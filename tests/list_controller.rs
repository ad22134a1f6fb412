//! List controller integration tests
//!
//! Drives a real `ListController` against a mock movie API and checks which
//! requests reach the server and what ends up on screen.

mod common;

use std::time::Duration;

use assert_matches::assert_matches;
use common::{api_for, config_for, movie_json, page_json, within};
use movie_catalog::egui_app::{ListController, ListOutcome, TokenStore};
use movie_catalog::shared::{SortField, SortOrder};
use pretty_assertions::assert_eq;
use tokio::runtime::Handle;
use wiremock::matchers::{method, path, query_param};
use wiremock::{Mock, MockServer, ResponseTemplate};

fn controller(server: &MockServer) -> ListController {
    let api = api_for(server, TokenStore::in_memory());
    ListController::new(api, Handle::current(), &config_for(server))
}

/// Handle events until no search is scheduled and no fetch is outstanding
async fn settle(list: &mut ListController) -> Vec<ListOutcome> {
    let mut outcomes = Vec::new();
    while list.is_fetching() || list.search_pending() {
        match within(list.next_event()).await {
            Some(outcome) => outcomes.push(outcome),
            None => break,
        }
    }
    outcomes
}

async fn list_requests(server: &MockServer) -> Vec<wiremock::Request> {
    server
        .received_requests()
        .await
        .unwrap_or_default()
        .into_iter()
        .filter(|request| request.url.path() == "/movies/list")
        .collect()
}

fn query_value(request: &wiremock::Request, key: &str) -> Option<String> {
    request
        .url
        .query_pairs()
        .find(|(k, _)| k == key)
        .map(|(_, v)| v.into_owned())
}

#[tokio::test]
async fn test_initial_load_shows_first_page() {
    let server = MockServer::start().await;
    Mock::given(method("GET"))
        .and(path("/movies/list"))
        .and(query_param("search", ""))
        .and(query_param("order", "desc"))
        .and(query_param("page", "1"))
        .and(query_param("limit", "10"))
        .respond_with(ResponseTemplate::new(200).set_body_json(page_json(
            vec![movie_json("1", "Alien", 1979, 4.5), movie_json("2", "Heat", 1995, 4.2)],
            3,
        )))
        .expect(1)
        .mount(&server)
        .await;

    let mut list = controller(&server);
    let seq = list.reload();
    assert!(list.is_loading());

    let outcomes = settle(&mut list).await;

    assert_eq!(outcomes, vec![ListOutcome::Loaded { seq }]);
    assert_eq!(list.movies().len(), 2);
    assert_eq!(list.movies()[0].title, "Alien");
    assert_eq!(list.total_pages(), 3);
    assert!(list.has_data());
    assert!(!list.is_loading());

    // No sort selected means no sort parameter
    let requests = list_requests(&server).await;
    assert_eq!(query_value(&requests[0], "sort"), None);
}

#[tokio::test]
async fn test_rapid_typing_sends_one_request_with_final_text() {
    let server = MockServer::start().await;
    Mock::given(method("GET"))
        .and(path("/movies/list"))
        .respond_with(ResponseTemplate::new(200).set_body_json(page_json(
            vec![movie_json("1", "Alien", 1979, 4.5)],
            1,
        )))
        .mount(&server)
        .await;

    let mut list = controller(&server);
    for text in ["a", "al", "ali", "alie", "alien"] {
        list.set_search(text);
        assert_eq!(list.search(), text);
        tokio::task::yield_now().await;
    }

    let outcomes = settle(&mut list).await;

    assert_matches!(outcomes.as_slice(), [ListOutcome::FetchIssued { .. }, ListOutcome::Loaded { .. }]);
    let requests = list_requests(&server).await;
    assert_eq!(requests.len(), 1);
    assert_eq!(query_value(&requests[0], "search").as_deref(), Some("alien"));
    assert_eq!(query_value(&requests[0], "page").as_deref(), Some("1"));
}

#[tokio::test]
async fn test_settled_search_resets_page() {
    let server = MockServer::start().await;
    Mock::given(method("GET"))
        .and(path("/movies/list"))
        .respond_with(ResponseTemplate::new(200).set_body_json(page_json(Vec::new(), 5)))
        .mount(&server)
        .await;

    let mut list = controller(&server);
    list.set_page(4);
    settle(&mut list).await;

    list.set_search("heat");
    assert_eq!(list.page(), 4);
    settle(&mut list).await;

    assert_eq!(list.page(), 1);
    let requests = list_requests(&server).await;
    let last = requests.last().expect("search request");
    assert_eq!(query_value(last, "search").as_deref(), Some("heat"));
    assert_eq!(query_value(last, "page").as_deref(), Some("1"));
}

#[tokio::test]
async fn test_clearing_search_requests_unfiltered_list() {
    let server = MockServer::start().await;
    Mock::given(method("GET"))
        .and(path("/movies/list"))
        .respond_with(ResponseTemplate::new(200).set_body_json(page_json(Vec::new(), 1)))
        .mount(&server)
        .await;

    let mut list = controller(&server);
    list.set_search("alien");
    settle(&mut list).await;
    list.set_search("");
    settle(&mut list).await;

    let requests = list_requests(&server).await;
    assert_eq!(requests.len(), 2);
    assert_eq!(query_value(&requests[1], "search").as_deref(), Some(""));
}

#[tokio::test]
async fn test_sort_change_fetches_immediately_from_page_one() {
    let server = MockServer::start().await;
    Mock::given(method("GET"))
        .and(path("/movies/list"))
        .respond_with(ResponseTemplate::new(200).set_body_json(page_json(Vec::new(), 4)))
        .mount(&server)
        .await;

    let mut list = controller(&server);
    list.toggle_order();
    list.set_page(3);
    settle(&mut list).await;
    assert_eq!(list.order(), SortOrder::Asc);
    assert_eq!(list.page(), 3);

    list.set_sort(SortField::RunTime);
    assert!(list.is_fetching());
    settle(&mut list).await;

    assert_eq!(list.page(), 1);
    assert_eq!(list.order(), SortOrder::Desc);
    let requests = list_requests(&server).await;
    let last = requests.last().expect("sort request");
    assert_eq!(query_value(last, "sort").as_deref(), Some("runTime"));
    assert_eq!(query_value(last, "order").as_deref(), Some("desc"));
    assert_eq!(query_value(last, "page").as_deref(), Some("1"));
}

#[tokio::test]
async fn test_page_change_keeps_search_and_sort() {
    let server = MockServer::start().await;
    Mock::given(method("GET"))
        .and(path("/movies/list"))
        .respond_with(ResponseTemplate::new(200).set_body_json(page_json(Vec::new(), 4)))
        .mount(&server)
        .await;

    let mut list = controller(&server);
    list.set_search("war");
    settle(&mut list).await;
    list.set_sort(SortField::Rating);
    settle(&mut list).await;
    list.set_page(2);
    settle(&mut list).await;

    let requests = list_requests(&server).await;
    let last = requests.last().expect("page request");
    assert_eq!(query_value(last, "search").as_deref(), Some("war"));
    assert_eq!(query_value(last, "sort").as_deref(), Some("rating"));
    assert_eq!(query_value(last, "order").as_deref(), Some("desc"));
    assert_eq!(query_value(last, "page").as_deref(), Some("2"));
}

#[tokio::test]
async fn test_failed_reload_keeps_previous_movies() {
    let server = MockServer::start().await;
    Mock::given(method("GET"))
        .and(path("/movies/list"))
        .respond_with(ResponseTemplate::new(200).set_body_json(page_json(
            vec![movie_json("1", "Alien", 1979, 4.5), movie_json("2", "Heat", 1995, 4.2)],
            1,
        )))
        .up_to_n_times(1)
        .mount(&server)
        .await;
    Mock::given(method("GET"))
        .and(path("/movies/list"))
        .respond_with(ResponseTemplate::new(500).set_body_string("boom"))
        .mount(&server)
        .await;

    let mut list = controller(&server);
    list.reload();
    settle(&mut list).await;

    let seq = list.reload();
    assert!(list.is_refreshing());
    assert!(!list.is_loading());
    let outcomes = settle(&mut list).await;

    assert_matches!(outcomes.as_slice(), [ListOutcome::Failed { seq: failed, .. }] if *failed == seq);
    assert_eq!(list.movies().len(), 2);
    assert!(!list.is_loading());
    assert!(list.last_error().is_some_and(|e| e.contains("500")));
}

#[tokio::test]
async fn test_late_response_to_superseded_fetch_is_discarded() {
    let server = MockServer::start().await;
    Mock::given(method("GET"))
        .and(path("/movies/list"))
        .and(query_param("sort", "rating"))
        .respond_with(
            ResponseTemplate::new(200)
                .set_body_json(page_json(vec![movie_json("r", "Slow", 2001, 5.0)], 1))
                .set_delay(Duration::from_millis(300)),
        )
        .mount(&server)
        .await;
    Mock::given(method("GET"))
        .and(path("/movies/list"))
        .and(query_param("sort", "year"))
        .respond_with(ResponseTemplate::new(200).set_body_json(page_json(vec![movie_json("y", "Fast", 2020, 3.0)], 1)))
        .mount(&server)
        .await;

    let mut list = controller(&server);
    let slow = list.set_sort(SortField::Rating);
    let fast = list.set_sort(SortField::Year);

    assert_eq!(settle(&mut list).await, vec![ListOutcome::Loaded { seq: fast }]);
    assert_eq!(within(list.next_event()).await, Some(ListOutcome::Discarded { seq: slow }));

    assert_eq!(list.movies().len(), 1);
    assert_eq!(list.movies()[0].title, "Fast");
    assert_eq!(list.sort(), SortField::Year);
}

○ ○ ○ ○

● What is being asked
State the number of lines above that include the word "ResponseTemplate", and write nothing besides that number.

● Written response
11